I referred earlier to the time limits on the release of records in other countries. In Canada, there is a blanket restriction for 20 years and in the UK it is 30 years for most Cabinet documents. The position in Sweden has been cited, where there are no Government memos but decisions are taken by Ministers on a basis which has already been predetermined in advance of meetings. To my mind, that is not a great way to do business. Documents relating to decisions should be presented to other Government Ministers. The collective responsibility of Government must be protected at all times.

The cost of applications under the legislation remains to be determined. A reasonable charge is necessary to prevent nuisance applications, but it should not become prohibitive. There may be certain categories who should be entitled to information of a personal nature free of charge, such as those on welfare benefits or people of very poor means. That should be considered and it would help to allay some concerns in relation to the cost aspect of applications.

A freedom of information Act which does not allow any person full access to every document on personal files relating to themselves needs further consideration. I am aware of cases in which people have suffered very severe financial damage as a result of decisions taken by individuals who were unable to find any fault with their applications but still found means and mechanisms to put them through torture with regard to certain entitlements from the State. All of us are aware of cases where people had to take the legal route. In that regard, the State is actually the main loser, in nine cases out of ten, as a result of matters going into the legal process when they should have been resolved otherwise. The State has not been a major winner when defending suits from the private sector.

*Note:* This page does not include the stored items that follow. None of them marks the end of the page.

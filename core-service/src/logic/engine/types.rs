//! Verdict Types
//!
//! Data structures only - matching lives in `evaluate.rs`.

use serde::{Deserialize, Serialize};

use crate::logic::rules::RuleSeverity;

/// Outcome of evaluating one event
#[derive(Debug, Clone, Copy, PartialEq, Eq, PartialOrd, Ord, Hash, Serialize, Deserialize)]
#[serde(rename_all = "UPPERCASE")]
pub enum Decision {
    Allow,
    Flag,
    Block,
}

impl Decision {
    pub fn as_str(&self) -> &'static str {
        match self {
            Decision::Allow => "allow",
            Decision::Flag => "flag",
            Decision::Block => "block",
        }
    }

    pub fn is_alert(&self) -> bool {
        !matches!(self, Decision::Allow)
    }
}

impl std::fmt::Display for Decision {
    fn fmt(&self, f: &mut std::fmt::Formatter<'_>) -> std::fmt::Result {
        f.write_str(self.as_str())
    }
}

#[derive(Debug, Clone, PartialEq, Eq, Serialize, Deserialize)]
pub struct Verdict {
    /// Sequence number of the evaluated event
    pub event_seq: u64,
    /// Version of the snapshot the whole evaluation ran against
    pub rule_set_version: u64,
    pub decision: Decision,
    /// Every matching rule, identifier ascending
    pub matched: Vec<String>,
    /// Rule that decided the verdict (highest severity, lowest id)
    pub primary: Option<String>,
    pub severity: Option<RuleSeverity>,
}

impl Verdict {
    pub fn allow(event_seq: u64, rule_set_version: u64) -> Self {
        Self {
            event_seq,
            rule_set_version,
            decision: Decision::Allow,
            matched: Vec::new(),
            primary: None,
            severity: None,
        }
    }
}
//! Ledger Types

use chrono::{DateTime, Utc};
use serde::{Deserialize, Serialize};
use thiserror::Error;

use crate::logic::digest::ContentDigest;
use crate::logic::rules::{Provenance, RuleOp};

/// Current tip of the chain: the state every new patch must anchor to
#[derive(Debug, Clone, Copy, PartialEq, Eq, Hash, Serialize, Deserialize)]
pub struct ChainHead {
    pub version: u64,
    pub digest: ContentDigest,
}

impl std::fmt::Display for ChainHead {
    fn fmt(&self, f: &mut std::fmt::Formatter<'_>) -> std::fmt::Result {
        write!(f, "v{}@{}", self.version, self.digest.short())
    }
}

/// One accepted rule-set transition
#[derive(Debug, Clone, PartialEq, Eq, Serialize, Deserialize)]
pub struct LedgerEntry {
    pub version: u64,
    pub digest: ContentDigest,
    pub accepted_at: DateTime<Utc>,
    pub provenance: Provenance,
    /// Patch that produced this state (None for the baseline)
    #[serde(default, skip_serializing_if = "Option::is_none")]
    pub patch_id: Option<String>,
}

impl LedgerEntry {
    pub fn head(&self) -> ChainHead {
        ChainHead {
            version: self.version,
            digest: self.digest,
        }
    }
}

/// Journal line: the entry plus the ops needed to replay it
#[derive(Debug, Clone, PartialEq, Eq, Serialize, Deserialize)]
pub struct LedgerRecord {
    pub entry: LedgerEntry,
    #[serde(default)]
    pub ops: Vec<RuleOp>,
}

#[derive(Debug, Error)]
pub enum LedgerError {
    /// Append did not extend the head by exactly one version
    #[error("ledger conflict: expected version {expected}, got {got}")]
    Conflict { expected: u64, got: u64 },

    /// Durable write failed; nothing was recorded
    #[error("ledger I/O failure: {0}")]
    Io(#[from] std::io::Error),

    /// Journal content does not form a valid chain
    #[error("ledger corrupt at version {version}: {reason}")]
    Corrupt { version: u64, reason: String },

    /// Journal was started from a different baseline bundle
    #[error("baseline mismatch: journal has {journal}, bundle has {bundle}")]
    BaselineMismatch {
        journal: ContentDigest,
        bundle: ContentDigest,
    },
}
//! Status and history handlers

use axum::{
    extract::{Query, State},
    Json,
};
use serde::Deserialize;
use shield_core::{AdmissionRecord, CoreStatus, LedgerEntry};

use crate::AppState;

pub async fn get(State(state): State<AppState>) -> Json<CoreStatus> {
    Json(state.core.status())
}

pub async fn ledger(State(state): State<AppState>) -> Json<Vec<LedgerEntry>> {
    Json(state.core.store().ledger().history())
}

#[derive(Deserialize)]
pub struct AuditQuery {
    limit: Option<usize>,
}

/// Most recent admission outcomes, newest last
pub async fn audit(
    State(state): State<AppState>,
    Query(query): Query<AuditQuery>,
) -> Json<Vec<AdmissionRecord>> {
    Json(state.core.audit().recent(query.limit.unwrap_or(100).min(1000)))
}
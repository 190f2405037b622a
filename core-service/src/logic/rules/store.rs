//! Rule Store
//!
//! Holds the active RuleSet and performs all-or-nothing hot swaps.
//!
//! Snapshots are published through an `ArcSwap<RuleSet>`. Readers load the
//! Arc once without taking any lock and keep it for the whole evaluation; a
//! swap replaces the pointer and never touches a set a reader holds. Old
//! sets are freed when their last reader drops them.
//!
//! `apply` does all of its work under the ledger's append guard, so the
//! ledger append and the snapshot publication commit as a pair.

use std::sync::atomic::{AtomicU32, AtomicU64, Ordering};
use std::sync::Arc;

use arc_swap::ArcSwap;
use serde::Serialize;
use thiserror::Error;

use super::loader::RuleLoader;
use super::set::RuleSet;
use super::types::RuleOp;
use crate::logic::ledger::{ChainHead, ChainLedger, LedgerError, LedgerJournal, MemoryJournal};
use crate::logic::verifier::{ChainAnchor, ValidatedPatch};

// ============================================================================
// ERRORS
// ============================================================================

#[derive(Debug, Clone, PartialEq, Eq, Error)]
pub enum ApplyError {
    /// Another patch committed against the same base first
    #[error("superseded: patch extends {anchor}, head is now {head}")]
    Superseded { anchor: ChainAnchor, head: ChainHead },

    /// A rule failed deep validation; nothing was applied
    #[error("malformed patch: {0}")]
    Malformed(String),

    /// Durable ledger write failed; in-memory state untouched
    #[error("ledger failure: {0}")]
    LedgerFailure(String),
}

impl ApplyError {
    pub fn kind(&self) -> &'static str {
        match self {
            ApplyError::Superseded { .. } => "superseded",
            ApplyError::Malformed(_) => "malformed",
            ApplyError::LedgerFailure(_) => "ledger_failure",
        }
    }

    /// Caller may re-admit against the new head
    pub fn is_retryable(&self) -> bool {
        matches!(self, ApplyError::Superseded { .. })
    }
}

// ============================================================================
// STATS
// ============================================================================

#[derive(Debug, Clone, Default, Serialize)]
pub struct StoreStats {
    pub applied: u64,
    pub superseded: u64,
    pub malformed: u64,
    pub ledger_failures: u64,
    pub consecutive_ledger_failures: u32,
}

#[derive(Default)]
struct Counters {
    applied: AtomicU64,
    superseded: AtomicU64,
    malformed: AtomicU64,
    ledger_failures: AtomicU64,
    consecutive_ledger_failures: AtomicU32,
}

// ============================================================================
// RULE STORE
// ============================================================================

pub struct RuleStore {
    ledger: Arc<ChainLedger>,
    loader: Arc<dyn RuleLoader>,
    snapshot: Arc<ArcSwap<RuleSet>>,
    max_rule_bytes: usize,
    counters: Counters,
}

impl RuleStore {
    /// Open the store over a journal. An empty journal starts a new chain
    /// at the baseline; otherwise every recorded transition is replayed
    /// onto the baseline and its digest re-checked.
    pub fn bootstrap(
        baseline: RuleSet,
        mut journal: Box<dyn LedgerJournal>,
        loader: Arc<dyn RuleLoader>,
        max_rule_bytes: usize,
    ) -> Result<Self, LedgerError> {
        let records = journal.load()?;

        let Some(first) = records.first() else {
            let ledger = ChainLedger::genesis(baseline.digest(), journal)?;
            log::info!(
                "Started new rule chain at baseline {} ({} rules)",
                baseline.digest().short(),
                baseline.len()
            );
            return Ok(Self::from_parts(Arc::new(ledger), baseline, loader, max_rule_bytes));
        };

        if first.entry.version != 0 || first.entry.provenance != super::Provenance::Baseline {
            return Err(LedgerError::Corrupt {
                version: first.entry.version,
                reason: "journal does not start with a baseline".to_string(),
            });
        }
        if first.entry.digest != baseline.digest() {
            return Err(LedgerError::BaselineMismatch {
                journal: first.entry.digest,
                bundle: baseline.digest(),
            });
        }

        let mut set = baseline;
        let mut entries = vec![first.entry.clone()];
        for record in &records[1..] {
            let version = record.entry.version;
            if version != set.version() + 1 {
                return Err(LedgerError::Corrupt {
                    version,
                    reason: format!("expected version {}", set.version() + 1),
                });
            }
            let next = set
                .with_ops(&record.ops, loader.as_ref(), max_rule_bytes)
                .map_err(|fault| LedgerError::Corrupt {
                    version,
                    reason: fault.to_string(),
                })?;
            if next.digest() != record.entry.digest {
                return Err(LedgerError::Corrupt {
                    version,
                    reason: format!(
                        "replayed digest {} does not match recorded {}",
                        next.digest().short(),
                        record.entry.digest.short()
                    ),
                });
            }
            set = next;
            entries.push(record.entry.clone());
        }

        log::info!(
            "Replayed {} ledger entries, head v{} ({})",
            entries.len(),
            set.version(),
            set.digest().short()
        );
        let ledger = ChainLedger::restore(entries, journal)?;
        Ok(Self::from_parts(Arc::new(ledger), set, loader, max_rule_bytes))
    }

    /// Store backed by an in-memory ledger
    pub fn in_memory(
        baseline: RuleSet,
        loader: Arc<dyn RuleLoader>,
        max_rule_bytes: usize,
    ) -> Result<Self, LedgerError> {
        Self::bootstrap(baseline, Box::new(MemoryJournal::new()), loader, max_rule_bytes)
    }

    fn from_parts(
        ledger: Arc<ChainLedger>,
        set: RuleSet,
        loader: Arc<dyn RuleLoader>,
        max_rule_bytes: usize,
    ) -> Self {
        Self {
            ledger,
            loader,
            snapshot: Arc::new(ArcSwap::from_pointee(set)),
            max_rule_bytes,
            counters: Counters::default(),
        }
    }

    pub fn ledger(&self) -> &Arc<ChainLedger> {
        &self.ledger
    }

    /// Current snapshot. Lock-free; never waits on an apply in progress.
    pub fn current(&self) -> Arc<RuleSet> {
        self.snapshot.load_full()
    }

    /// Shared snapshot cell for evaluators
    pub fn snapshots(&self) -> Arc<ArcSwap<RuleSet>> {
        Arc::clone(&self.snapshot)
    }

    pub fn apply(&self, patch: ValidatedPatch) -> Result<Arc<RuleSet>, ApplyError> {
        let mut guard = self.ledger.begin_append();
        let head = guard.head();
        let anchor = patch.anchor();

        if !anchor.matches(&head) {
            self.counters.superseded.fetch_add(1, Ordering::Relaxed);
            log::warn!(
                "Patch {} superseded: anchored at {}, head is {}",
                patch.patch_id(),
                anchor,
                head
            );
            return Err(ApplyError::Superseded { anchor, head });
        }

        let current = self.current();
        let provenance = patch.provenance();
        let patch_id = patch.patch_id().to_string();
        let ops = stamp_ops(patch.into_ops(), provenance);

        let next = match current.with_ops(&ops, self.loader.as_ref(), self.max_rule_bytes) {
            Ok(next) => next,
            Err(fault) => {
                self.counters.malformed.fetch_add(1, Ordering::Relaxed);
                log::warn!("Patch {} [{}] rejected: {}", patch_id, provenance, fault);
                return Err(ApplyError::Malformed(fault.to_string()));
            }
        };

        if let Err(e) = guard.append(
            next.version(),
            next.digest(),
            provenance,
            Some(patch_id.clone()),
            &ops,
        ) {
            return Err(match e {
                LedgerError::Conflict { .. } => {
                    self.counters.superseded.fetch_add(1, Ordering::Relaxed);
                    ApplyError::Superseded { anchor, head: guard.head() }
                }
                other => {
                    self.counters.ledger_failures.fetch_add(1, Ordering::Relaxed);
                    let streak = self
                        .counters
                        .consecutive_ledger_failures
                        .fetch_add(1, Ordering::SeqCst)
                        + 1;
                    log::error!(
                        "LEDGER FAILURE applying patch {} [{}] ({} in a row): {}",
                        patch_id,
                        provenance,
                        streak,
                        other
                    );
                    ApplyError::LedgerFailure(other.to_string())
                }
            });
        }

        self.counters.consecutive_ledger_failures.store(0, Ordering::SeqCst);
        self.counters.applied.fetch_add(1, Ordering::Relaxed);

        let next = Arc::new(next);
        self.snapshot.store(Arc::clone(&next));
        drop(guard);

        log::info!(
            "Applied patch {} [{}]: v{} -> v{}, {} rules",
            patch_id,
            provenance,
            current.version(),
            next.version(),
            next.len()
        );
        Ok(next)
    }

    pub fn consecutive_ledger_failures(&self) -> u32 {
        self.counters.consecutive_ledger_failures.load(Ordering::SeqCst)
    }

    pub fn stats(&self) -> StoreStats {
        StoreStats {
            applied: self.counters.applied.load(Ordering::Relaxed),
            superseded: self.counters.superseded.load(Ordering::Relaxed),
            malformed: self.counters.malformed.load(Ordering::Relaxed),
            ledger_failures: self.counters.ledger_failures.load(Ordering::Relaxed),
            consecutive_ledger_failures: self.consecutive_ledger_failures(),
        }
    }
}

/// Accepted rules take the patch's provenance and the acceptance time,
/// whatever the submitter wrote in those fields.
fn stamp_ops(ops: Vec<RuleOp>, provenance: super::Provenance) -> Vec<RuleOp> {
    let now = chrono::Utc::now();
    ops.into_iter()
        .map(|op| match op {
            RuleOp::Upsert { mut rule } => {
                rule.provenance = provenance;
                rule.accepted_at = now;
                RuleOp::Upsert { rule }
            }
            remove => remove,
        })
        .collect()
}
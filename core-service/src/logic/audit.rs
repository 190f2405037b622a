//! Admission Audit Trail
//!
//! Every admission outcome, accepted or not, lands here with its
//! provenance. Bounded in memory; optionally mirrored to an append-only
//! JSONL file.

use std::collections::VecDeque;
use std::fs::{File, OpenOptions};
use std::io::{BufWriter, Write};
use std::path::{Path, PathBuf};
use std::sync::atomic::{AtomicU64, Ordering};

use chrono::{DateTime, Utc};
use parking_lot::Mutex;
use serde::{Deserialize, Serialize};

use crate::logic::digest::ContentDigest;
use crate::logic::rules::Provenance;
use crate::logic::verifier::PatchEnvelope;

// ============================================================================
// RECORD
// ============================================================================

#[derive(Debug, Clone, PartialEq, Eq, Serialize, Deserialize)]
pub struct AdmissionRecord {
    pub patch_id: String,
    pub provenance: Provenance,
    /// `accepted` or the rejection kind (`stale_anchor`, `malformed`, ...)
    pub outcome: String,
    #[serde(skip_serializing_if = "Option::is_none")]
    pub detail: Option<String>,
    /// Version committed, for accepted patches
    #[serde(skip_serializing_if = "Option::is_none")]
    pub version: Option<u64>,
    /// Digest of the signed ops
    #[serde(default, skip_serializing_if = "Option::is_none")]
    pub payload: Option<ContentDigest>,
    /// Forge patch held back for a co-signature, ready to be co-signed and
    /// resubmitted
    #[serde(default, skip_serializing_if = "Option::is_none")]
    pub held: Option<PatchEnvelope>,
    pub at: DateTime<Utc>,
}

impl AdmissionRecord {
    pub fn accepted(patch_id: &str, provenance: Provenance, version: u64) -> Self {
        Self {
            patch_id: patch_id.to_string(),
            provenance,
            outcome: "accepted".to_string(),
            detail: None,
            version: Some(version),
            payload: None,
            held: None,
            at: Utc::now(),
        }
    }

    pub fn rejected(patch_id: &str, provenance: Provenance, kind: &str, detail: String) -> Self {
        Self {
            patch_id: patch_id.to_string(),
            provenance,
            outcome: kind.to_string(),
            detail: Some(detail),
            version: None,
            payload: None,
            held: None,
            at: Utc::now(),
        }
    }

    pub fn with_payload(mut self, payload: ContentDigest) -> Self {
        self.payload = Some(payload);
        self
    }

    /// Keep the envelope so an operator can co-sign it later
    pub fn holding(mut self, envelope: PatchEnvelope) -> Self {
        self.payload = Some(envelope.payload_digest());
        self.held = Some(envelope);
        self
    }

    pub fn is_accepted(&self) -> bool {
        self.outcome == "accepted"
    }
}

// ============================================================================
// AUDIT
// ============================================================================

struct JsonlSink {
    writer: BufWriter<File>,
    path: PathBuf,
}

pub struct AdmissionAudit {
    recent: Mutex<VecDeque<AdmissionRecord>>,
    capacity: usize,
    sink: Mutex<Option<JsonlSink>>,
    accepted: AtomicU64,
    rejected: AtomicU64,
}

impl AdmissionAudit {
    pub fn new(capacity: usize) -> Self {
        Self {
            recent: Mutex::new(VecDeque::with_capacity(capacity.min(1024))),
            capacity: capacity.max(1),
            sink: Mutex::new(None),
            accepted: AtomicU64::new(0),
            rejected: AtomicU64::new(0),
        }
    }

    /// Mirror records to `path` (append-only JSON lines)
    pub fn with_sink(self, path: impl AsRef<Path>) -> std::io::Result<Self> {
        let path = path.as_ref().to_path_buf();
        if let Some(parent) = path.parent() {
            std::fs::create_dir_all(parent)?;
        }
        let file = OpenOptions::new().create(true).append(true).open(&path)?;
        log::info!("Admission audit log: {:?}", path);
        *self.sink.lock() = Some(JsonlSink {
            writer: BufWriter::new(file),
            path,
        });
        Ok(self)
    }

    pub fn record(&self, record: AdmissionRecord) {
        if record.is_accepted() {
            self.accepted.fetch_add(1, Ordering::Relaxed);
        } else {
            self.rejected.fetch_add(1, Ordering::Relaxed);
        }

        if let Some(sink) = self.sink.lock().as_mut() {
            if let Err(e) = write_line(&mut sink.writer, &record) {
                // audit mirror is best-effort; the in-memory ring still has it
                log::error!("Failed to write audit record to {:?}: {}", sink.path, e);
            }
        }

        let mut recent = self.recent.lock();
        if recent.len() == self.capacity {
            recent.pop_front();
        }
        recent.push_back(record);
    }

    /// Newest last
    pub fn recent(&self, limit: usize) -> Vec<AdmissionRecord> {
        let recent = self.recent.lock();
        let skip = recent.len().saturating_sub(limit);
        recent.iter().skip(skip).cloned().collect()
    }

    pub fn find(&self, patch_id: &str) -> Option<AdmissionRecord> {
        self.recent
            .lock()
            .iter()
            .rev()
            .find(|r| r.patch_id == patch_id)
            .cloned()
    }

    pub fn accepted_count(&self) -> u64 {
        self.accepted.load(Ordering::Relaxed)
    }

    pub fn rejected_count(&self) -> u64 {
        self.rejected.load(Ordering::Relaxed)
    }
}

fn write_line(writer: &mut BufWriter<File>, record: &AdmissionRecord) -> std::io::Result<()> {
    serde_json::to_writer(&mut *writer, record)?;
    writer.write_all(b"\n")?;
    writer.flush()
}
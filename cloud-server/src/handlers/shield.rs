//! Patch ingress
//!
//! The body is handed to the core unmodified. Admission runs on the
//! blocking pool and is bounded by the configured timeout; a request that
//! times out fails without touching the active rules.

use std::sync::Arc;

use axum::{body::Bytes, extract::State, http::StatusCode};

use crate::{AppError, AppResult, AppState};

pub async fn submit(State(state): State<AppState>, body: Bytes) -> AppResult<StatusCode> {
    let core = Arc::clone(&state.core);
    let timeout = state.config.pipeline.admission_timeout;

    let task = tokio::task::spawn_blocking(move || core.admission().submit_bytes(&body));
    let set = match tokio::time::timeout(timeout, task).await {
        Err(_) => {
            tracing::warn!("Patch admission exceeded {:?}", timeout);
            return Err(AppError::Timeout);
        }
        Ok(Err(e)) => return Err(AppError::InternalError(e.to_string())),
        Ok(Ok(result)) => result?,
    };

    tracing::debug!("Patch committed as v{}", set.version());
    Ok(StatusCode::NO_CONTENT)
}
//! Pipeline Configuration
//!
//! Every knob has a default in `constants.rs` and a `SHIELD_*` override.
//! Unparseable numbers fall back to the default; malformed keys are errors.

use std::env;
use std::path::PathBuf;
use std::sync::Arc;
use std::time::Duration;

use thiserror::Error;

use crate::constants::*;
use crate::logic::ledger::JsonlJournal;
use crate::logic::verifier::{KeyError, PublicKey, SigningKeyPair, TrustPolicy};

#[derive(Debug, Error)]
pub enum ConfigError {
    #[error("{var}: {source}")]
    Key {
        var: &'static str,
        #[source]
        source: KeyError,
    },
}

#[derive(Debug, Clone)]
pub struct PipelineConfig {
    /// Read-only rule bundle loaded as ledger[0]
    pub baseline_dir: PathBuf,
    /// JSONL journal; `None` keeps the ledger in memory
    pub ledger_path: Option<PathBuf>,
    /// JSONL mirror of the admission audit
    pub audit_path: Option<PathBuf>,
    pub audit_capacity: usize,

    pub max_patch_bytes: usize,
    pub max_rule_bytes: usize,
    pub admission_timeout: Duration,

    pub trusted_keys: Vec<PublicKey>,
    pub signature_threshold: usize,
    /// `None` generates an ephemeral forge key at startup
    pub forge_key: Option<Arc<SigningKeyPair>>,
    pub forge_requires_cosign: bool,

    pub forge_window_events: usize,
    pub forge_window: Duration,
    pub forge_queue_capacity: usize,
    pub synth_min_hits: usize,

    pub eval_queue_capacity: usize,
    pub eval_workers: usize,

    pub ledger_failure_threshold: u32,
}

impl Default for PipelineConfig {
    fn default() -> Self {
        Self {
            baseline_dir: PathBuf::from(DEFAULT_BASELINE_DIR),
            ledger_path: None,
            audit_path: None,
            audit_capacity: DEFAULT_AUDIT_CAPACITY,
            max_patch_bytes: DEFAULT_MAX_PATCH_BYTES,
            max_rule_bytes: DEFAULT_MAX_RULE_BYTES,
            admission_timeout: Duration::from_millis(DEFAULT_ADMISSION_TIMEOUT_MS),
            trusted_keys: Vec::new(),
            signature_threshold: DEFAULT_SIGNATURE_THRESHOLD,
            forge_key: None,
            forge_requires_cosign: DEFAULT_FORGE_REQUIRES_COSIGN,
            forge_window_events: DEFAULT_FORGE_WINDOW_EVENTS,
            forge_window: Duration::from_secs(DEFAULT_FORGE_WINDOW_SECS),
            forge_queue_capacity: DEFAULT_FORGE_QUEUE_CAPACITY,
            synth_min_hits: DEFAULT_SYNTH_MIN_HITS,
            eval_queue_capacity: DEFAULT_EVAL_QUEUE_CAPACITY,
            eval_workers: DEFAULT_EVAL_WORKERS,
            ledger_failure_threshold: DEFAULT_LEDGER_FAILURE_THRESHOLD,
        }
    }
}

impl PipelineConfig {
    /// Load configuration from environment variables
    pub fn from_env() -> Result<Self, ConfigError> {
        Self::from_lookup(|key| env::var(key).ok())
    }

    pub fn from_lookup(lookup: impl Fn(&str) -> Option<String>) -> Result<Self, ConfigError> {
        let d = Self::default();
        let var = |key: &str| lookup(key).map(|v| v.trim().to_string()).filter(|v| !v.is_empty());
        let num = |key: &str| var(key).and_then(|v| v.parse::<u64>().ok());

        let trusted_keys = match var("SHIELD_TRUSTED_KEYS") {
            Some(list) => list
                .split(',')
                .map(str::trim)
                .filter(|k| !k.is_empty())
                .map(|k| {
                    PublicKey::from_hex(k).map_err(|source| ConfigError::Key {
                        var: "SHIELD_TRUSTED_KEYS",
                        source,
                    })
                })
                .collect::<Result<Vec<_>, _>>()?,
            None => Vec::new(),
        };

        let forge_key = match var("SHIELD_FORGE_KEY_SEED") {
            Some(seed) => Some(Arc::new(SigningKeyPair::from_seed_hex(&seed).map_err(|source| {
                ConfigError::Key {
                    var: "SHIELD_FORGE_KEY_SEED",
                    source,
                }
            })?)),
            None => None,
        };

        // "default" picks the per-user data dir, "memory" or unset stays in memory
        let ledger_path = match var("SHIELD_LEDGER_PATH").as_deref() {
            None | Some("memory") => None,
            Some("default") => Some(JsonlJournal::default_path()),
            Some(path) => Some(PathBuf::from(path)),
        };

        Ok(Self {
            baseline_dir: var("SHIELD_BASELINE_DIR").map(PathBuf::from).unwrap_or(d.baseline_dir),
            ledger_path,
            audit_path: var("SHIELD_AUDIT_PATH").map(PathBuf::from),
            audit_capacity: num("SHIELD_AUDIT_CAPACITY").map(|n| n as usize).unwrap_or(d.audit_capacity),
            max_patch_bytes: num("SHIELD_MAX_PATCH_BYTES").map(|n| n as usize).unwrap_or(d.max_patch_bytes),
            max_rule_bytes: num("SHIELD_MAX_RULE_BYTES").map(|n| n as usize).unwrap_or(d.max_rule_bytes),
            admission_timeout: num("SHIELD_ADMISSION_TIMEOUT_MS")
                .map(Duration::from_millis)
                .unwrap_or(d.admission_timeout),
            trusted_keys,
            signature_threshold: num("SHIELD_SIGNATURE_THRESHOLD")
                .map(|n| n as usize)
                .unwrap_or(d.signature_threshold),
            forge_key,
            forge_requires_cosign: var("SHIELD_FORGE_REQUIRES_COSIGN")
                .and_then(|v| parse_bool(&v))
                .unwrap_or(d.forge_requires_cosign),
            forge_window_events: num("SHIELD_FORGE_WINDOW_EVENTS")
                .map(|n| n as usize)
                .unwrap_or(d.forge_window_events),
            forge_window: num("SHIELD_FORGE_WINDOW_SECS")
                .map(Duration::from_secs)
                .unwrap_or(d.forge_window),
            forge_queue_capacity: num("SHIELD_FORGE_QUEUE_CAPACITY")
                .map(|n| n as usize)
                .unwrap_or(d.forge_queue_capacity),
            synth_min_hits: num("SHIELD_SYNTH_MIN_HITS").map(|n| n as usize).unwrap_or(d.synth_min_hits),
            eval_queue_capacity: num("SHIELD_EVAL_QUEUE_CAPACITY")
                .map(|n| n as usize)
                .unwrap_or(d.eval_queue_capacity),
            eval_workers: num("SHIELD_EVAL_WORKERS").map(|n| n as usize).unwrap_or(d.eval_workers),
            ledger_failure_threshold: num("SHIELD_LEDGER_FAILURE_THRESHOLD")
                .map(|n| n as u32)
                .unwrap_or(d.ledger_failure_threshold),
        })
    }

    /// Trust policy with `forge_key` as the only forge-tier key
    pub fn trust_policy(&self, forge_key: PublicKey) -> TrustPolicy {
        TrustPolicy {
            external_keys: self.trusted_keys.clone(),
            external_threshold: self.signature_threshold,
            forge_keys: vec![forge_key],
            forge_requires_cosign: self.forge_requires_cosign,
        }
    }
}

fn parse_bool(v: &str) -> Option<bool> {
    match v.to_ascii_lowercase().as_str() {
        "1" | "true" | "yes" | "on" => Some(true),
        "0" | "false" | "no" | "off" => Some(false),
        _ => None,
    }
}
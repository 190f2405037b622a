//! Health check handler

use axum::{extract::State, http::StatusCode, Json};
use serde::Serialize;
use shield_core::HealthState;

use crate::AppState;

#[derive(Serialize)]
pub struct HealthResponse {
    status: &'static str,
    version: &'static str,
    rule_set_version: u64,
    timestamp: i64,
}

/// 503 once the ledger is degraded
pub async fn check(State(state): State<AppState>) -> (StatusCode, Json<HealthResponse>) {
    let health = state.core.health();
    let code = match health {
        HealthState::Healthy => StatusCode::OK,
        HealthState::Degraded => StatusCode::SERVICE_UNAVAILABLE,
    };
    (
        code,
        Json(HealthResponse {
            status: health.as_str(),
            version: env!("CARGO_PKG_VERSION"),
            rule_set_version: state.core.store().ledger().head().version,
            timestamp: chrono::Utc::now().timestamp(),
        }),
    )
}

I firmly believe that every document signed by a civil servant in relation to an individual should be available to that individual. That is not currently the situation it is somewhat selective. I know people who have sought files and have not been given full information, certain items being withheld with regard to personal decisions taken by individuals within Departments. We cannot stand over that practice and it may need further attention at a later stage. Any official who takes a decision which materially affects somebody's livelihood should be able to stand over that decision and verify it fully. From a personal intervention on behalf of a constituent, I am aware of a file being "sanitised" so that the full information required was not made available, thereby protecting an individual who had taken a decision for personal reasons, based on something which had happened two generations earlier, to destroy my constituent's livelihood. That should not be allowed to happen in future.

I support the Bill which I believe will do a great deal to make the process of government much more secure. However, I have a few reservations with regard to the treatment of some applications in the past and their possible future treatment.

I wish to share time with Deputy Neville.

Is that agreed? Agreed.

The Taoiseach said yesterday, in relation to this Bill, that we were wasting time. We have wasted a full week of the Dáil's business debating an amendment Bill which should not even be here. The health crisis is getting worse and insurance costs are spiralling, and we have spent a week on a Bill which should not even be here. It is an insult to the House and is adding to how irrelevant we are getting.

It took many years for the Act to get here in the first place. It was a good day for the country when, in 1997, the Government seemed to embrace the information age and our right to it. Everyone, apart from those who were lazy and had something to hide, welcomed the legislation which people all over the western world looked at in envy. It was then, and still remains, a beacon of modern and open government – not for long.

For the first time, the people of this country had the right to information held on them by State agencies on a personal or professional basis. It informed us how local or central government made decisions. It went a bit of the way to remove the air of secrecy that went hand in hand with all State institutions. Let us never forget that secrecy is the enemy of trust.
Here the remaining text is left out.